[Saved data entries]
────────────────────────────────────────

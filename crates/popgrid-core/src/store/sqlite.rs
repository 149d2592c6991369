use std::collections::BTreeMap;
use std::path::Path;

use chrono::Utc;
use rusqlite::types::Value;
use rusqlite::{params, params_from_iter, Connection};

use super::{ChildTotals, ChunkRow, ChunkSource, Hierarchy, LevelTotals, PopulationWriter, Unit};
use crate::error::StoreError;

/// Rows per `UPDATE … FROM (VALUES …)` statement. Two bound parameters per
/// row keeps a page under SQLite's 32 766 variable limit.
pub const WRITE_PAGE_ROWS: usize = 10_000;

const SCHEMA: &str = "CREATE TABLE IF NOT EXISTS jurisdictions (
        id              TEXT PRIMARY KEY,
        iso_code        TEXT NOT NULL,
        adm_level       INTEGER NOT NULL,
        parent_id       TEXT,
        source          TEXT NOT NULL,
        geom            BLOB,
        population      INTEGER,
        population_year INTEGER,
        updated_at      TEXT,
        deleted_at      TEXT
    );
    CREATE INDEX IF NOT EXISTS jurisdictions_iso_level ON jurisdictions (iso_code, adm_level, id);
    CREATE INDEX IF NOT EXISTS jurisdictions_parent ON jurisdictions (parent_id);";

// ── Store ────────────────────────────────────────────────────────────────────

/// `jurisdictions` table in a SQLite database.
pub struct SqliteStore {
    pub(crate) conn: Connection,
    /// Only rows whose `source` is listed are visible. Empty = all sources.
    sources: Vec<String>,
}

impl SqliteStore {
    pub fn open(path: &Path) -> Result<Self, StoreError> {
        let conn = Connection::open(path)?;
        conn.execute_batch("PRAGMA journal_mode=WAL;")?;
        Self::init(conn)
    }

    pub fn open_in_memory() -> Result<Self, StoreError> {
        Self::init(Connection::open_in_memory()?)
    }

    fn init(conn: Connection) -> Result<Self, StoreError> {
        conn.execute_batch(SCHEMA)?;
        Ok(Self { conn, sources: Vec::new() })
    }

    pub fn with_sources(mut self, sources: Vec<String>) -> Self {
        self.sources = sources;
        self
    }

    /// `" AND source IN (?, …)"` for the configured sources, or nothing.
    fn source_clause(&self) -> String {
        if self.sources.is_empty() {
            return String::new();
        }
        let marks = vec!["?"; self.sources.len()].join(", ");
        format!(" AND source IN ({marks})")
    }

    fn with_source_params(&self, mut head: Vec<Value>) -> Vec<Value> {
        head.extend(self.sources.iter().map(|s| Value::Text(s.clone())));
        head
    }

    /// Populated row count and population total per (country, level).
    pub fn level_totals(&self) -> Result<Vec<LevelTotals>, StoreError> {
        let sql = format!(
            "SELECT iso_code, adm_level, COUNT(*), COALESCE(SUM(population), 0)
             FROM jurisdictions
             WHERE deleted_at IS NULL AND population IS NOT NULL AND adm_level >= 1{}
             GROUP BY iso_code, adm_level
             ORDER BY iso_code, adm_level",
            self.source_clause()
        );
        let mut stmt = self.conn.prepare(&sql)?;
        let rows = stmt.query_map(params_from_iter(self.with_source_params(Vec::new())), |row| {
            Ok((row.get::<_, String>(0)?, row.get::<_, i64>(1)?, row.get::<_, i64>(2)?, row.get::<_, i64>(3)?))
        })?;
        let mut out = Vec::new();
        for row in rows {
            let (country, level, count, total) = row?;
            out.push(LevelTotals {
                country,
                level: level.clamp(0, u8::MAX as i64) as u8,
                rows: count.max(0) as u64,
                population: total.max(0) as u64,
            });
        }
        Ok(out)
    }
}

// ── Chunk source ─────────────────────────────────────────────────────────────

impl ChunkSource for SqliteStore {
    fn countries(&self) -> Result<Vec<String>, StoreError> {
        let sql = format!(
            "SELECT DISTINCT iso_code FROM jurisdictions
             WHERE deleted_at IS NULL AND geom IS NOT NULL{}
             ORDER BY iso_code",
            self.source_clause()
        );
        let mut stmt = self.conn.prepare(&sql)?;
        let rows = stmt.query_map(params_from_iter(self.with_source_params(Vec::new())), |row| row.get(0))?;
        Ok(rows.collect::<Result<Vec<String>, _>>()?)
    }

    fn levels(&self, country: &str) -> Result<Vec<u8>, StoreError> {
        let sql = format!(
            "SELECT DISTINCT adm_level FROM jurisdictions
             WHERE iso_code = ? AND adm_level >= 1 AND deleted_at IS NULL AND geom IS NOT NULL{}
             ORDER BY adm_level",
            self.source_clause()
        );
        let mut stmt = self.conn.prepare(&sql)?;
        let params = self.with_source_params(vec![Value::Text(country.to_string())]);
        let rows = stmt.query_map(params_from_iter(params), |row| row.get::<_, i64>(0))?;
        let mut levels = Vec::new();
        for level in rows {
            let level = level?;
            if let Ok(level) = u8::try_from(level) {
                levels.push(level);
            }
        }
        Ok(levels)
    }

    fn count(&self, country: &str, level: u8) -> Result<u64, StoreError> {
        let sql = format!(
            "SELECT COUNT(*) FROM jurisdictions
             WHERE iso_code = ? AND adm_level = ? AND deleted_at IS NULL AND geom IS NOT NULL{}",
            self.source_clause()
        );
        let params = self.with_source_params(vec![
            Value::Text(country.to_string()),
            Value::Integer(i64::from(level)),
        ]);
        let n: i64 = self.conn.query_row(&sql, params_from_iter(params), |row| row.get(0))?;
        Ok(n.max(0) as u64)
    }

    fn fetch(&self, country: &str, level: u8, offset: u64, limit: usize) -> Result<Vec<ChunkRow>, StoreError> {
        let sql = format!(
            "SELECT id, geom FROM jurisdictions
             WHERE iso_code = ? AND adm_level = ? AND deleted_at IS NULL AND geom IS NOT NULL{}
             ORDER BY id
             LIMIT ? OFFSET ?",
            self.source_clause()
        );
        let mut params = self.with_source_params(vec![
            Value::Text(country.to_string()),
            Value::Integer(i64::from(level)),
        ]);
        params.push(Value::Integer(i64::try_from(limit).unwrap_or(i64::MAX)));
        params.push(Value::Integer(i64::try_from(offset).unwrap_or(i64::MAX)));
        let mut stmt = self.conn.prepare(&sql)?;
        let rows = stmt.query_map(params_from_iter(params), |row| {
            Ok(ChunkRow { id: row.get(0)?, wkb: row.get(1)? })
        })?;
        Ok(rows.collect::<Result<Vec<_>, _>>()?)
    }
}

// ── Writer ───────────────────────────────────────────────────────────────────

impl PopulationWriter for SqliteStore {
    fn write_populations(&mut self, values: &BTreeMap<String, u64>, year: i32) -> Result<usize, StoreError> {
        if values.is_empty() {
            return Ok(0);
        }
        let updated_at = Utc::now().to_rfc3339();
        let entries: Vec<(&String, &u64)> = values.iter().collect();

        let tx = self.conn.transaction()?;
        let mut changed = 0usize;
        for page in entries.chunks(WRITE_PAGE_ROWS) {
            let rows = vec!["(?, ?)"; page.len()].join(", ");
            let sql = format!(
                "UPDATE jurisdictions AS j
                 SET population = v.column2, population_year = ?, updated_at = ?
                 FROM (VALUES {rows}) AS v
                 WHERE j.id = v.column1"
            );
            let mut params = Vec::with_capacity(2 + page.len() * 2);
            params.push(Value::Integer(i64::from(year)));
            params.push(Value::Text(updated_at.clone()));
            for (id, pop) in page {
                let pop = i64::try_from(**pop).map_err(|_| StoreError::Overflow(**pop))?;
                params.push(Value::Text((*id).clone()));
                params.push(Value::Integer(pop));
            }
            changed += tx.execute(&sql, params_from_iter(params))?;
        }
        tx.commit()?;
        Ok(changed)
    }
}

// ── Hierarchy ────────────────────────────────────────────────────────────────

impl Hierarchy for SqliteStore {
    fn units(&self, country: &str, level: u8) -> Result<Vec<Unit>, StoreError> {
        let sql = format!(
            "SELECT id, population FROM jurisdictions
             WHERE iso_code = ? AND adm_level = ? AND deleted_at IS NULL{}
             ORDER BY id",
            self.source_clause()
        );
        let params = self.with_source_params(vec![
            Value::Text(country.to_string()),
            Value::Integer(i64::from(level)),
        ]);
        let mut stmt = self.conn.prepare(&sql)?;
        let rows = stmt.query_map(params_from_iter(params), |row| {
            Ok(Unit {
                id: row.get(0)?,
                population: row.get::<_, Option<i64>>(1)?.map(|p| p.max(0) as u64),
            })
        })?;
        Ok(rows.collect::<Result<Vec<_>, _>>()?)
    }

    fn child_totals(&self, parent_id: &str) -> Result<ChildTotals, StoreError> {
        let (children, populated, sum): (i64, i64, i64) = self.conn.query_row(
            "SELECT COUNT(*), COUNT(population), COALESCE(SUM(population), 0)
             FROM jurisdictions
             WHERE parent_id = ?1 AND deleted_at IS NULL",
            params![parent_id],
            |row| Ok((row.get(0)?, row.get(1)?, row.get(2)?)),
        )?;
        Ok(ChildTotals {
            children: children.max(0) as u64,
            populated: populated.max(0) as u64,
            sum: sum.max(0) as u64,
        })
    }
}

#[cfg(test)]
mod tests {
    use geo::MultiPolygon;

    use super::*;
    use crate::test_support::{insert, rect, Row};

    fn seeded() -> SqliteStore {
        let store = SqliteStore::open_in_memory().unwrap();
        let square = MultiPolygon::new(vec![rect(0.0, 0.0, 1.0, 1.0)]);
        insert(&store, Row::new("b", "ZZZ", 2, &square));
        insert(&store, Row::new("a", "ZZZ", 2, &square));
        insert(&store, Row::new("c", "ZZZ", 2, &square));
        insert(&store, Row::new("n", "ZZZ", 1, &square));
        insert(&store, Row { deleted: true, ..Row::new("d", "ZZZ", 2, &square) });
        insert(&store, Row { geom: None, ..Row::new("e", "ZZZ", 2, &square) });
        insert(&store, Row { source: "osm", ..Row::new("f", "ZZZ", 2, &square) });
        insert(&store, Row::new("y", "YYY", 3, &square));
        store.with_sources(vec!["geoboundaries".into(), "synthetic".into()])
    }

    #[test]
    fn only_live_rows_in_configured_sources_are_visible() {
        let store = seeded();
        assert_eq!(store.countries().unwrap(), vec!["YYY", "ZZZ"]);
        assert_eq!(store.levels("ZZZ").unwrap(), vec![1, 2]);
        assert_eq!(store.count("ZZZ", 2).unwrap(), 3);
    }

    #[test]
    fn fetch_pages_in_id_order() {
        let store = seeded();
        let first = store.fetch("ZZZ", 2, 0, 2).unwrap();
        let ids: Vec<&str> = first.iter().map(|r| r.id.as_str()).collect();
        assert_eq!(ids, vec!["a", "b"]);
        let second = store.fetch("ZZZ", 2, 2, 2).unwrap();
        assert_eq!(second.len(), 1);
        assert_eq!(second[0].id, "c");
        assert!(store.fetch("ZZZ", 2, 4, 2).unwrap().is_empty());
        assert!(crate::geometry::decode_wkb(&second[0].wkb).is_ok());
    }

    #[test]
    fn write_is_idempotent_and_ignores_unknown_ids() {
        let mut store = seeded();
        let values: BTreeMap<String, u64> =
            [("a".to_string(), 120), ("b".to_string(), 45), ("zz".to_string(), 9)].into_iter().collect();
        assert_eq!(store.write_populations(&values, 2023).unwrap(), 2);
        assert_eq!(store.write_populations(&values, 2023).unwrap(), 2);

        let (pop, year, stamped): (i64, i64, Option<String>) = store
            .conn
            .query_row(
                "SELECT population, population_year, updated_at FROM jurisdictions WHERE id = 'a'",
                [],
                |r| Ok((r.get(0)?, r.get(1)?, r.get(2)?)),
            )
            .unwrap();
        assert_eq!((pop, year), (120, 2023));
        assert!(stamped.is_some());

        let totals = store.level_totals().unwrap();
        assert_eq!(totals, vec![LevelTotals { country: "ZZZ".into(), level: 2, rows: 2, population: 165 }]);
    }

    #[test]
    fn write_spans_multiple_pages() {
        let mut store = SqliteStore::open_in_memory().unwrap();
        let square = MultiPolygon::new(vec![rect(0.0, 0.0, 1.0, 1.0)]);
        let n = WRITE_PAGE_ROWS + 5;
        let mut values = BTreeMap::new();
        for i in 0..n {
            let id = format!("p{i:06}");
            insert(&store, Row::new(&id, "ZZZ", 2, &square));
            values.insert(id, i as u64);
        }
        assert_eq!(store.write_populations(&values, 2020).unwrap(), n);
    }

    #[test]
    fn overflowing_value_is_rejected_before_commit() {
        let mut store = seeded();
        let values: BTreeMap<String, u64> =
            [("a".to_string(), 1), ("b".to_string(), u64::MAX)].into_iter().collect();
        assert!(matches!(store.write_populations(&values, 2023), Err(StoreError::Overflow(_))));
        let pop: Option<i64> = store
            .conn
            .query_row("SELECT population FROM jurisdictions WHERE id = 'a'", [], |r| r.get(0))
            .unwrap();
        assert_eq!(pop, None);
    }

    #[test]
    fn child_totals_count_unpopulated_children() {
        let mut store = seeded();
        let square = MultiPolygon::new(vec![rect(0.0, 0.0, 1.0, 1.0)]);
        insert(&store, Row { parent: Some("n"), ..Row::new("k1", "ZZZ", 2, &square) });
        insert(&store, Row { parent: Some("n"), ..Row::new("k2", "ZZZ", 2, &square) });
        let values: BTreeMap<String, u64> = [("k1".to_string(), 30)].into_iter().collect();
        store.write_populations(&values, 2023).unwrap();
        let totals = store.child_totals("n").unwrap();
        assert_eq!(totals, ChildTotals { children: 2, populated: 1, sum: 30 });

        let units = store.units("ZZZ", 1).unwrap();
        assert_eq!(units, vec![Unit { id: "n".into(), population: None }]);
    }
}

────────────────────────────────────────

Only the lines above that hold "ChunkSource" are wanted. Show every one of them.

• **COMPLETED TASK**:
use super::{ChildTotals, ChunkRow, ChunkSource, Hierarchy, LevelTotals, PopulationWriter, Unit};
impl ChunkSource for SqliteStore {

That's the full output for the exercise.